The trial court denied W.B.'s motion and found W.B. guilty of resisting arrest without violence. W.B. timely appealed.
II. Standard of Review
In a juvenile proceeding, we apply a de novo standard of review to a trial court's denial of a motion of dismissal. I.M. v. State, 917 So.2d 927, 928 (Fla. 1st DCA 2005).
III. Analysis
W.B. argues that, because the officer lacked reasonable suspicion to stop W.B., the State failed to establish an essential element of the crime of resisting arrest without violence; to wit, that the officer was lawfully executing a legal duty. Jay v. State, 731 So.2d 774, 775 (Fla. 4th DCA 1999).
The State asserts that the officer was justified in stopping W.B. because the officer reasonably believed—from his prior encounters with W.B.—that W.B. was not old enough to operate a scooter (that is, W.B. was not yet sixteen years old).
The officer had several interactions with W.B. over the years, including a casual, non-investigatory encounter a few weeks before the date of arrest. In that recent encounter, the officer did not check W.B.'s status as a licensed driver. The officer testified that he maintained a general impression that W.B. was too young to operate a vehicle. There was no evidence that the officer knew W.B.'s birthday.
In fact, on the date of arrest, W.B. was about sixteen years and nine months old, indicating that the officer's knowledge about W.B.'s eligibility to hold a driver's license was more than nine months old. Therefore, we conclude that the officer's knowledge was stale. Moody v. State, 842 So.2d 754, 758–59 (Fla.2003) (holding that a police officer's information about a suspended license that was as much as three years old was too stale to justify an investigatory stop); see also State v. Wade, 673 So.2d 906, 907 (Fla. 3d DCA 1996) (holding that a police officer's information about a suspended license from about eleven days prior to the arrest was not stale).

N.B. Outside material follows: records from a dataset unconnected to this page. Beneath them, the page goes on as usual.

//! `Device`: the exclusively-owned, opened connection to one PN53x chip
//! (spec §3 "Device", §4.1 lifecycle).
//!
//! Grounded on the teacher's `MFRC522<D>` struct (`peripheral/mfrc522/mod.rs`)
//! — a thin owner wrapping a transport handle plus chip-side state behind a
//! narrow set of public methods — generalized here to a boxed `Transport`
//! trait object so one `Device` type serves every driver (spec §9: "keep the
//! vtable pointer as a non-owning reference... chip-private state" becomes
//! ordinary owned fields once there is no C ABI to satisfy).

use std::time::Duration;

use log::debug;

use crate::chip::engine::Pn53xChip;
use crate::error::ErrorKind;
use crate::transport::Transport;

/// Default per-operation timeout when a caller does not override it via
/// `device_set_property_int`.
pub const DEFAULT_TIMEOUT: Duration = Duration::from_secs(1);

#[derive(Debug, Clone, Copy, PartialEq, Eq)]
pub enum BoolProperty {
    CrcHandledByChip,
    ParityHandledByChip,
    EasyFraming,
    AutoIso14443_4,
}

#[derive(Debug, Clone, Copy, PartialEq, Eq)]
pub enum IntProperty {
    /// Per-command timeout, in milliseconds.
    TimeoutCommand,
}

/// Exclusively-owned, opened device (spec §3). Not `Clone`/`Sync`: at most
/// one operation may be in flight on it at a time (spec §5).
pub struct Device {
    pub(crate) connstring: String,
    pub(crate) name: String,
    pub(crate) transport: Box<dyn Transport>,
    pub(crate) chip: Pn53xChip,

    /// Four boolean framing flags (spec §3).
    pub(crate) crc_handled_by_chip: bool,
    pub(crate) parity_handled_by_chip: bool,
    pub(crate) easy_framing: bool,
    pub(crate) auto_iso14443_4: bool,

    pub(crate) last_error: Option<ErrorKind>,
    pub(crate) timeout: Duration,
}

impl Device {
    /// Constructed by a driver's `open()` once the transport is connected
    /// and the chip's firmware version has been probed (spec §4.1/§4.6).
    pub fn new(connstring: String, name: String, transport: Box<dyn Transport>, chip: Pn53xChip) -> Self {
        debug!("device opened: {connstring} ({name})");
        Device {
            connstring,
            name,
            transport,
            chip,
            crc_handled_by_chip: true,
            parity_handled_by_chip: true,
            easy_framing: true,
            auto_iso14443_4: true,
            last_error: None,
            timeout: DEFAULT_TIMEOUT,
        }
    }

    pub fn connstring(&self) -> &str {
        &self.connstring
    }

    pub fn name(&self) -> &str {
        &self.name
    }

    pub fn last_error(&self) -> Option<&ErrorKind> {
        self.last_error.as_ref()
    }

    /// Human-readable rendering of `last_error`, mirroring libnfc's
    /// `nfc_strerror` (spec §4.1 vtable entry `strerror`).
    pub fn strerror(&self) -> String {
        match &self.last_error {
            Some(kind) => kind.to_string(),
            None => "success".to_string(),
        }
    }

    pub fn device_set_property_bool(&mut self, property: BoolProperty, value: bool) {
        match property {
            BoolProperty::CrcHandledByChip => self.crc_handled_by_chip = value,
            BoolProperty::ParityHandledByChip => self.parity_handled_by_chip = value,
            BoolProperty::EasyFraming => self.easy_framing = value,
            BoolProperty::AutoIso14443_4 => self.auto_iso14443_4 = value,
        }
    }

    pub fn device_set_property_int(&mut self, property: IntProperty, value: u64) {
        match property {
            IntProperty::TimeoutCommand => self.timeout = Duration::from_millis(value),
        }
    }

    /// A short human-readable summary of the connected chip (spec §4.1
    /// vtable entry `device_get_information_about`).
    pub fn device_get_information_about(&self) -> String {
        format!(
            "{} on {} (variant={:?})",
            self.name,
            self.connstring,
            self.chip.variant()
        )
    }

    /// Requests cancellation of an in-flight receive (spec §5).
    pub fn abort_command(&mut self) {
        self.transport.abort();
    }

    /// Returns to IDLE from whichever operating mode the device is in
    /// (spec §4.1).
    pub fn idle(&mut self) -> crate::error::Result<()> {
        let deadline = self.timeout;
        let result = self.chip.idle(&mut *self.transport, deadline);
        self.track(result)
    }

    /// `PowerDown` directly, independent of the idle transition (spec §4.5).
    pub fn powerdown(&mut self) -> crate::error::Result<()> {
        let deadline = self.timeout;
        let result = self.chip.power_down(&mut *self.transport, deadline);
        self.track(result)
    }

    pub fn get_supported_modulation(&self) -> crate::chip::capability::Modulations {
        self.chip.capabilities.modulations
    }

    /// Baud rates the chip's ISO14443-A modulation supports (spec §6.1's
    /// opcode catalog implies 106/212/424/847 kbps; the PN53x family only
    /// ever negotiates these four over `InPSL`).
    pub fn get_supported_baud_rate(&self) -> &'static [u32] {
        &[106_000, 212_000, 424_000, 847_000]
    }

    pub(crate) fn track<T>(&mut self, result: crate::error::Result<T>) -> crate::error::Result<T> {
        match &result {
            Ok(_) => self.last_error = None,
            Err(e) => self.last_error = Some(e.kind.clone()),
        }
        result
    }

    pub(crate) fn timeout(&self) -> Duration {
        self.timeout
    }
}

The State concedes that, at the time of the stop, the officer was unaware that W.B.'s driver's license was suspended.
Next, the State asserts that the officer's attempted stop was justified because W.B. was not wearing protective eyewear, as required by section 316.211(2) of the Florida Statutes. This statute requires motorcycle operators to wear an eye-protective device approved by Florida's Department of Highway Safety and Motor Vehicles. Section 316.211(3)(a) exempts from the requirement of protective eyewear those operators who are at least sixteen and who are operating motorcycles either powered by motors smaller than fifty cubic centimeters or rated not in excess of two brake horsepower. § 316.211(3)(a) (2014). The State failed to produce any evidence that the scooter W.B. was operating was not covered by the exemption. Also, just as the stop was not justified based on the officer's stale belief that W.B. was not sixteen, the officer's related belief that W.B. was not exempted from protective eyewear was stale, as well.
In light of the foregoing, we conclude that the State failed to meet its evidentiary burden that the officer had a reasonable suspicion to stop W.B.
At oral argument, the State properly conceded that it could not rely on the “good faith” exception to the exclusionary rule of evidence to justify the stop in this case. See, e.g., Stone v. State, 856 So.2d 1109, 1113 (Fla. 4th DCA 2003). Thus, the State failed to establish an essential element of the crime of resisting arrest without violence—that the police officer was engaged in the lawful execution of a legal duty when he attempted to stop W.B. Jay, 731 So.2d at 775.
Reversed.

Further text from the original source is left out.